Creating a reproducible lab report

Please write your lab code and answers in a R Markdown file. You are to submit the knitted HTML file to Moodle when your lab is complete.

The data

The data set for this lab consists of 296 persons in 148 heterosexual dating relationships from the city of Detroit.

Let’s load the data:

acitelli <- read_csv("http://www.science.smith.edu/~rgarcia/sds390-S19/acitelli-individual.csv")

The gender variable is coded -1(= Women) and 1 (= Men). The self_pos is the mean of positive self variables and other_pos is the mean of positive partner variables, where both variables the average of Cooperative, Mature, Friendly, Hard Working and Care about Others. Our main response variable, satisfaction
is the mean of four variables (theoretical range from 1 to 4). The variable tension is the mean of two: perceived disagreement and perceived tension (theoretical range from 1 to 4). Lastly, simhob is the perception of having similar hobbies to one’s partner (1 = very true; 0 = somewhat true; -1 = not at all true). We won’t be using this variable today, but you can play with it if you have time.

Preparing the data

Take a look at the data. You can use glimpse(), head(), View(), however you like to look at your data frames. We have observations on 8 different variables, some are categorical and some numerical.

The gender variable is currently coded as -1 for women and 1 for men, let’s first change this variable into a more descriptive spring variable.

acitelli <- acitelli %>%
  mutate(gender_string  = ifelse(gender == -1, "woman", "man"))

Multiple linear regression

In lab 1 you found that that these participants might be in romantic relationships with each other and that this violates the independence assumption. For this lab we will be ignoring this fact, but we will return to it later in the course for path analysis.

The data set contains several relationship variables including the participants’ feelings about themselves and their partner. Let’s take a look at the relationship between one of these positivity variables, other_pos, and tension split by gender_string.

ggplot(data = acitelli, aes(x = other_pos, y = tension, color = gender_string)) +
  geom_jitter()

Now let’s create a multiple regression model predicting satisfaction that contains tension, gender, and other_pos as predictors. Call it reg_mod.

reg_mod <- lm(satisfaction ~ tension + other_pos + gender, data = acitelli) 

summary(reg_mod)

The interpretation of the coefficients in multiple regression is slightly different from that of simple regression. The estimate for tension reflects how much more satisfied a person is expected be if they perceive tension in their relationship one point higher while holding all other variables constant. In this case, that translates into considering only people of the same gender, who feel the same amount of positivity towards their partner, with tension scores that are one point apart.

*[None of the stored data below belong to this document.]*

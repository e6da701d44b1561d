use pest::iterators::Pair;

use super::{Position, Rule};

#[derive(Debug, Clone, PartialEq)]
pub struct Float<T> {
    pub value: f32,
    pub position: Position,
    pub info: T,
}

impl Float<()> {
    pub fn from_pair(pair: Pair<Rule>, file: &str) -> Float<()> {
        assert_eq!(pair.as_rule(), Rule::float);

        let (line, col) = pair.line_col();

        Float {
            value: pair
                .as_str()
                .parse::<f32>()
                .unwrap_or_else(|_| panic!("invalid float literal at {line}:{col}")),
            position: (file.to_owned(), line, col),
            info: (),
        }
    }
}
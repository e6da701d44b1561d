//! Lowering of the type-correct AST into the IR.
//!
//! You should run the binder and the type checker beforehand; lowering
//! trusts the attached type information. Every function is canonicalised and
//! verified right after its body has been emitted.
mod error;

pub use self::error::*;

use crate::{
    ast::{
        AssignOp, Assignment, Ast, BinaryExpr, BinaryOp, Call, Compound, Declaration, ExprStmt,
        Expression, ExternalDecl, Float, FunctionDef, Ident, If, Integer, Return, Statement, Str,
        UnaryExpr, UnaryOp, WhileLoop,
    },
    ir::{
        verify_function, BinOp, Builder, FuncId, FuncParam, Function, IcmpPred, IrType, Module,
        UnOp, Value,
    },
    symbols::{ScopePolicy, SymbolTable},
    typechecker::{CType, SimpleType, TypeInfo},
};

type CResult<T> = Result<T, CodegenError>;

/// IR type of a value type. Ellipsis and function types never lower here:
/// the former is a declaration-level flag, the latter only occurs behind a
/// signature.
fn ir_type(ctype: &CType) -> IrType {
    match ctype {
        CType::Simple(SimpleType::Int) => IrType::I32,
        CType::Simple(SimpleType::Float) => IrType::F32,
        CType::Simple(SimpleType::Char) => IrType::I8,
        CType::Simple(SimpleType::Bool) => IrType::I1,
        CType::Simple(SimpleType::Void) => IrType::Void,
        CType::Simple(SimpleType::Ellipsis) => unreachable!("ellipsis is not a value type"),
        CType::Pointer { depth, element } => {
            let mut ty = ir_type(&CType::Simple(*element));
            for _ in 0..*depth {
                ty = ty.ptr_to();
            }
            ty
        }
        CType::Function { .. } => unreachable!("function types lower through their signatures"),
    }
}

/// Parameter types, return type and variadic flag of a function type. The
/// ellipsis sets the flag and is dropped from the parameters.
fn signature(ctype: &CType) -> Option<(Vec<IrType>, IrType, bool)> {
    let CType::Function {
        params,
        return_type,
    } = ctype
    else {
        return None;
    };

    let variadic = params.last() == Some(&CType::Simple(SimpleType::Ellipsis));
    let fixed = if variadic {
        &params[..params.len() - 1]
    } else {
        &params[..]
    };

    Some((fixed.iter().map(ir_type).collect(), ir_type(return_type), variadic))
}

/// Lowers a translation unit into an IR module.
///
/// Local variables live in stack slots; an identifier use loads from its
/// slot, an assignment stores to it. Mem-to-register promotion cleans this
/// up afterwards.
#[derive(Default)]
pub struct Codegen {
    module: Module,
    builder: Builder,
    variables: SymbolTable<Value>,
    functions: SymbolTable<FuncId>,
}
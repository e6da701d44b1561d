use std::{fmt::Display, str::FromStr};

#[derive(Debug, Clone, Copy, PartialEq, Eq)]
pub enum UnaryOp {
    Plus,
    Neg,
    PreInc,
    PreDec,
    PostInc,
    PostDec,
    Not,
    LogicalNot,
}

pub struct UnaryOpParseError(pub String);

impl FromStr for UnaryOp {
    type Err = UnaryOpParseError;

    /// Parses the prefix spelling; the postfix forms are produced by the
    /// postfix walk in [`super::Expression::from_pair`].
    fn from_str(s: &str) -> Result<Self, Self::Err> {
        match s {
            "+" => Ok(Self::Plus),
            "-" => Ok(Self::Neg),
            "++" => Ok(Self::PreInc),
            "--" => Ok(Self::PreDec),
            "~" => Ok(Self::Not),
            "!" => Ok(Self::LogicalNot),
            _ => Err(UnaryOpParseError(format!("invalid unary operator '{s}'"))),
        }
    }
}

impl Display for UnaryOp {
    fn fmt(&self, f: &mut std::fmt::Formatter<'_>) -> std::fmt::Result {
        f.write_str(match self {
            UnaryOp::Plus => "+",
            UnaryOp::Neg => "-",
            UnaryOp::PreInc => "++",
            UnaryOp::PreDec => "--",
            UnaryOp::PostInc => "++",
            UnaryOp::PostDec => "--",
            UnaryOp::Not => "~",
            UnaryOp::LogicalNot => "!",
        })
    }
}
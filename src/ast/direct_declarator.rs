use pest::iterators::Pair;

use super::{Ident, ParamList, Position, Rule};

/// The identifier of a declarator, optionally followed by a parameter list
/// (which makes the declared name a function).
#[derive(Debug, Clone, PartialEq)]
pub struct DirectDeclarator<T> {
    pub ident: Ident<T>,
    pub params: Option<ParamList<T>>,
    pub position: Position,
}

impl DirectDeclarator<()> {
    pub fn from_pair(pair: Pair<Rule>, file: &str) -> DirectDeclarator<()> {
        assert_eq!(pair.as_rule(), Rule::directDeclarator);

        let (line, col) = pair.line_col();

        let mut inner = pair.into_inner();

        let ident = Ident::from_pair(
            inner
                .next()
                .unwrap_or_else(|| panic!("expected identifier in declarator at {line}:{col}")),
            file,
        );

        let params = inner.next().map(|list| ParamList::from_pair(list, file));

        DirectDeclarator {
            ident,
            params,
            position: (file.to_owned(), line, col),
        }
    }
}
use std::{error::Error, fmt::Display};

use crate::ast::Position;

#[derive(Debug, Clone, PartialEq)]
pub struct BindError {
    pub message: String,
    pub position: Position,
}

impl Display for BindError {
    fn fmt(&self, f: &mut std::fmt::Formatter<'_>) -> std::fmt::Result {
        let (_, line, _) = &self.position;
        write!(f, "[Line No {line}] {}", self.message)
    }
}

impl Error for BindError {}
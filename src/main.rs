//! # minicc
//!
//! Whole-program compiler driver for the accepted C subset: parse, resolve
//! names, type check, lower to the IR, optimize, and print the textual IR to
//! stdout. The first failing phase aborts the pipeline with a non-zero exit
//! code; diagnostics go to stderr.
use std::{fs, path::PathBuf, process::exit};

use clap::Parser;
use log::{error, info};

use minicc::{
    ast::{Ast, CParser},
    binder::Binder,
    codegen::Codegen,
    optimizer,
    typechecker::{self, Typechecker},
};

#[derive(Parser, Debug)]
#[command(author, version, about)]
struct Cli {
    /// Path to the source file.
    file: PathBuf,

    /// Dump the parsed AST, list all global types and report each phase.
    #[arg(short, long)]
    verbose: bool,
}

fn main() {
    let args = Cli::parse();

    let level = if args.verbose {
        log::Level::Info
    } else {
        log::Level::Error
    };
    simple_logger::init_with_level(level).unwrap();

    let file = args.file.to_string_lossy().to_string();

    let source = match fs::read_to_string(&args.file) {
        Ok(source) => source,
        Err(error) => {
            error!("could not read '{file}': {error}");
            exit(-1);
        }
    };

    let program = match CParser::parse_program(&source) {
        Ok(program) => program,
        Err(error) => {
            error!("failed to parse '{file}' ({error})");
            exit(-1);
        }
    };

    let ast = Ast::from_program(program, &file);

    if args.verbose {
        info!("Parsed AST:\n{ast:#?}");
    }

    if let Err(errors) = Binder::new().check(&ast) {
        for error in errors {
            error!("{error}");
        }
        exit(-1);
    }
    info!("Name resolution OK");

    let typed = match Typechecker::new().check(&ast) {
        Ok(typed) => typed,
        Err(errors) => {
            for error in errors {
                error!("{error}");
            }
            exit(-1);
        }
    };
    info!("Type checking OK");

    if args.verbose {
        for (name, ctype) in typechecker::global_bindings(&typed) {
            info!("{name}: {ctype}");
        }
    }

    let mut module = match Codegen::new().lower(&typed) {
        Ok(module) => module,
        Err(error) => {
            error!("{error}");
            exit(-1);
        }
    };
    info!("Code generation OK");

    if let Err(error) = optimizer::optimize(&mut module) {
        error!("{error}");
        exit(-1);
    }
    info!("Optimization OK");

    print!("{module}");
}
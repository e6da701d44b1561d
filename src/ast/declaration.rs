use pest::iterators::Pair;

use super::{DeclSpecifiers, Declarator, Position, Rule};

/// A declaration of a scalar, pointer or function name.
#[derive(Debug, Clone, PartialEq)]
pub struct Declaration<T> {
    pub specifiers: DeclSpecifiers,
    pub declarator: Declarator<T>,
    pub position: Position,
    pub info: T,
}

impl Declaration<()> {
    pub fn from_pair(pair: Pair<Rule>, file: &str) -> Declaration<()> {
        assert_eq!(pair.as_rule(), Rule::declaration);

        let (line, col) = pair.line_col();

        let mut inner = pair.into_inner();

        let specifiers = DeclSpecifiers::from_pair(
            inner
                .next()
                .unwrap_or_else(|| panic!("expected specifiers in declaration at {line}:{col}")),
            file,
        );
        let declarator = Declarator::from_pair(
            inner
                .next()
                .unwrap_or_else(|| panic!("expected declarator in declaration at {line}:{col}")),
            file,
        );

        Declaration {
            specifiers,
            declarator,
            position: (file.to_owned(), line, col),
            info: (),
        }
    }
}

impl<T> Declaration<T> {
    pub fn name(&self) -> &str {
        self.declarator.name()
    }
}
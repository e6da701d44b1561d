use pest::iterators::Pair;

use super::{
    AssignOp, Assignment, BinaryExpr, BinaryOp, Call, Float, Ident, Integer, Position, Rule, Str,
    UnaryExpr, UnaryOp,
};

#[derive(Debug, Clone, PartialEq)]
pub enum Expression<T> {
    Ident(Ident<T>),
    Integer(Integer<T>),
    Float(Float<T>),
    Str(Str<T>),
    Assignment(Box<Assignment<T>>),
    Binary(Box<BinaryExpr<T>>),
    Unary(Box<UnaryExpr<T>>),
    Call(Box<Call<T>>),
    Comma(Comma<T>),
}

/// A comma sequence of expressions, evaluated left to right.
#[derive(Debug, Clone, PartialEq)]
pub struct Comma<T> {
    pub exprs: Vec<Expression<T>>,
    pub position: Position,
    pub info: T,
}

impl Expression<()> {
    pub fn from_pair(pair: Pair<Rule>, file: &str) -> Expression<()> {
        match pair.as_rule() {
            Rule::expression => Self::from_comma_chain(pair, file),
            Rule::assignment => Self::from_assignment(pair, file),
            Rule::logicalOr
            | Rule::logicalAnd
            | Rule::bitwiseOr
            | Rule::bitwiseXor
            | Rule::bitwiseAnd
            | Rule::equality
            | Rule::relational
            | Rule::shift
            | Rule::additive
            | Rule::multiplicative => Self::from_binary_chain(pair, file),
            Rule::unary => Self::from_unary(pair, file),
            Rule::postfix => Self::from_postfix(pair, file),
            Rule::ident => Expression::Ident(Ident::from_pair(pair, file)),
            Rule::integer => Expression::Integer(Integer::from_pair(pair, file)),
            Rule::float => Expression::Float(Float::from_pair(pair, file)),
            Rule::string => Expression::Str(Str::from_pair(pair, file)),
            rule => unreachable!("can not parse rule {rule:?} as an expression"),
        }
    }

    /// A comma sequence with a single element collapses to that element.
    fn from_comma_chain(pair: Pair<Rule>, file: &str) -> Expression<()> {
        let (line, col) = pair.line_col();

        let mut exprs = pair
            .into_inner()
            .map(|inner| Self::from_pair(inner, file))
            .collect::<Vec<_>>();

        if exprs.len() == 1 {
            exprs.remove(0)
        } else {
            Expression::Comma(Comma {
                exprs,
                position: (file.to_owned(), line, col),
                info: (),
            })
        }
    }

    fn from_assignment(pair: Pair<Rule>, file: &str) -> Expression<()> {
        let (line, col) = pair.line_col();

        let mut inner = pair.into_inner();

        let first = inner
            .next()
            .unwrap_or_else(|| panic!("expected expression at {line}:{col}"));

        // without an operator this is just the fall-through alternative
        let Some(op) = inner.next() else {
            return Self::from_pair(first, file);
        };

        let op = op
            .as_str()
            .parse::<AssignOp>()
            .unwrap_or_else(|_| panic!("invalid assignment operator at {line}:{col}"));

        let rhs = Self::from_pair(
            inner
                .next()
                .unwrap_or_else(|| panic!("expected rvalue in assignment at {line}:{col}")),
            file,
        );

        Expression::Assignment(Box::new(Assignment {
            lhs: Self::from_pair(first, file),
            op,
            rhs,
            position: (file.to_owned(), line, col),
            info: (),
        }))
    }

    /// Folds one precedence tier (`operand (op operand)*`) into a
    /// left-associative tree of binary expressions.
    fn from_binary_chain(pair: Pair<Rule>, file: &str) -> Expression<()> {
        let (line, col) = pair.line_col();

        let mut inner = pair.into_inner();

        let first = inner
            .next()
            .unwrap_or_else(|| panic!("expected operand at {line}:{col}"));
        let mut expr = Self::from_pair(first, file);

        while let Some(op) = inner.next() {
            let (line, col) = op.line_col();

            let op = op
                .as_str()
                .parse::<BinaryOp>()
                .unwrap_or_else(|_| panic!("invalid binary operator at {line}:{col}"));

            let rhs = Self::from_pair(
                inner
                    .next()
                    .unwrap_or_else(|| panic!("expected right operand at {line}:{col}")),
                file,
            );

            expr = Expression::Binary(Box::new(BinaryExpr {
                op,
                lhs: Box::new(expr),
                rhs: Box::new(rhs),
                position: (file.to_owned(), line, col),
                info: (),
            }));
        }

        expr
    }

    /// Prefix operators apply right to left: the last one written binds
    /// closest to the operand.
    fn from_unary(pair: Pair<Rule>, file: &str) -> Expression<()> {
        let (line, col) = pair.line_col();

        let mut ops = vec![];
        let mut operand = None;

        for inner in pair.into_inner() {
            match inner.as_rule() {
                Rule::prefixOp => ops.push((inner.as_str().to_owned(), inner.line_col())),
                _ => operand = Some(Self::from_pair(inner, file)),
            }
        }

        let Some(mut expr) = operand else {
            unreachable!("unary expression without an operand at {line}:{col}")
        };

        for (op, (line, col)) in ops.into_iter().rev() {
            let op = op
                .parse::<UnaryOp>()
                .unwrap_or_else(|_| panic!("invalid unary operator at {line}:{col}"));

            expr = Expression::Unary(Box::new(UnaryExpr {
                op,
                operand: Box::new(expr),
                position: (file.to_owned(), line, col),
                info: (),
            }));
        }

        expr
    }

    fn from_postfix(pair: Pair<Rule>, file: &str) -> Expression<()> {
        let (line, col) = pair.line_col();

        let mut inner = pair.into_inner();

        let mut expr = Self::from_pair(
            inner
                .next()
                .unwrap_or_else(|| panic!("expected primary expression at {line}:{col}")),
            file,
        );

        for item in inner {
            let (line, col) = item.line_col();

            match item.as_rule() {
                Rule::argList => {
                    let args = item
                        .into_inner()
                        .map(|arg| Self::from_pair(arg, file))
                        .collect();

                    expr = Expression::Call(Box::new(Call {
                        callee: Box::new(expr),
                        args,
                        position: (file.to_owned(), line, col),
                        info: (),
                    }));
                }
                Rule::incDec => {
                    let op = match item.as_str() {
                        "++" => UnaryOp::PostInc,
                        "--" => UnaryOp::PostDec,
                        op => unreachable!("invalid postfix operator '{op}'"),
                    };

                    expr = Expression::Unary(Box::new(UnaryExpr {
                        op,
                        operand: Box::new(expr),
                        position: (file.to_owned(), line, col),
                        info: (),
                    }));
                }
                rule => unreachable!("unexpected rule {rule:?} in postfix expression"),
            }
        }

        expr
    }
}

impl<T> Expression<T> {
    pub fn position(&self) -> Position {
        match self {
            Expression::Ident(Ident { position, .. })
            | Expression::Integer(Integer { position, .. })
            | Expression::Float(Float { position, .. })
            | Expression::Str(Str { position, .. })
            | Expression::Comma(Comma { position, .. }) => position.to_owned(),
            Expression::Assignment(assignment) => assignment.position.to_owned(),
            Expression::Binary(binary) => binary.position.to_owned(),
            Expression::Unary(unary) => unary.position.to_owned(),
            Expression::Call(call) => call.position.to_owned(),
        }
    }
}

impl<T> Expression<T>
where
    T: Clone,
{
    pub fn info(&self) -> T {
        match self {
            Expression::Ident(Ident { info, .. })
            | Expression::Integer(Integer { info, .. })
            | Expression::Float(Float { info, .. })
            | Expression::Str(Str { info, .. })
            | Expression::Comma(Comma { info, .. }) => info.clone(),
            Expression::Assignment(assignment) => assignment.info.clone(),
            Expression::Binary(binary) => binary.info.clone(),
            Expression::Unary(unary) => unary.info.clone(),
            Expression::Call(call) => call.info.clone(),
        }
    }
}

It is hard to visualize multiple regression models. But we can use some of the other aesthetic mappings we know to include all variables. Start with the plot below.

ggplot(data = acitelli, aes(x = other_pos, y = satisfaction)) +
  geom_jitter() +
  geom_smooth(method = "lm", se = 0)

We can try to map the remaining variables, tension and gender_string to other features of the graph.

For this exercise, I would like you to map the tension variable to the color of the jittered points and also facet by gender_string. Hint: You will need to add aesthetic mappings directly to the geom_jitter() function.

Path Analysis

The package that we will be using to fit structural equation models is called lavaan. lavaan can be used to run path analyses (PA), confirmatory factor analyses (CFA), and the combination of the two, which is a SEM. It stands for Latent Variable Analysis. It is based a three step system where you first specify a model as a character string, second you pass this model to a function (along with the data) that finds parameter estimates, and finally you inspect the output. There are lavaan tutorials online here.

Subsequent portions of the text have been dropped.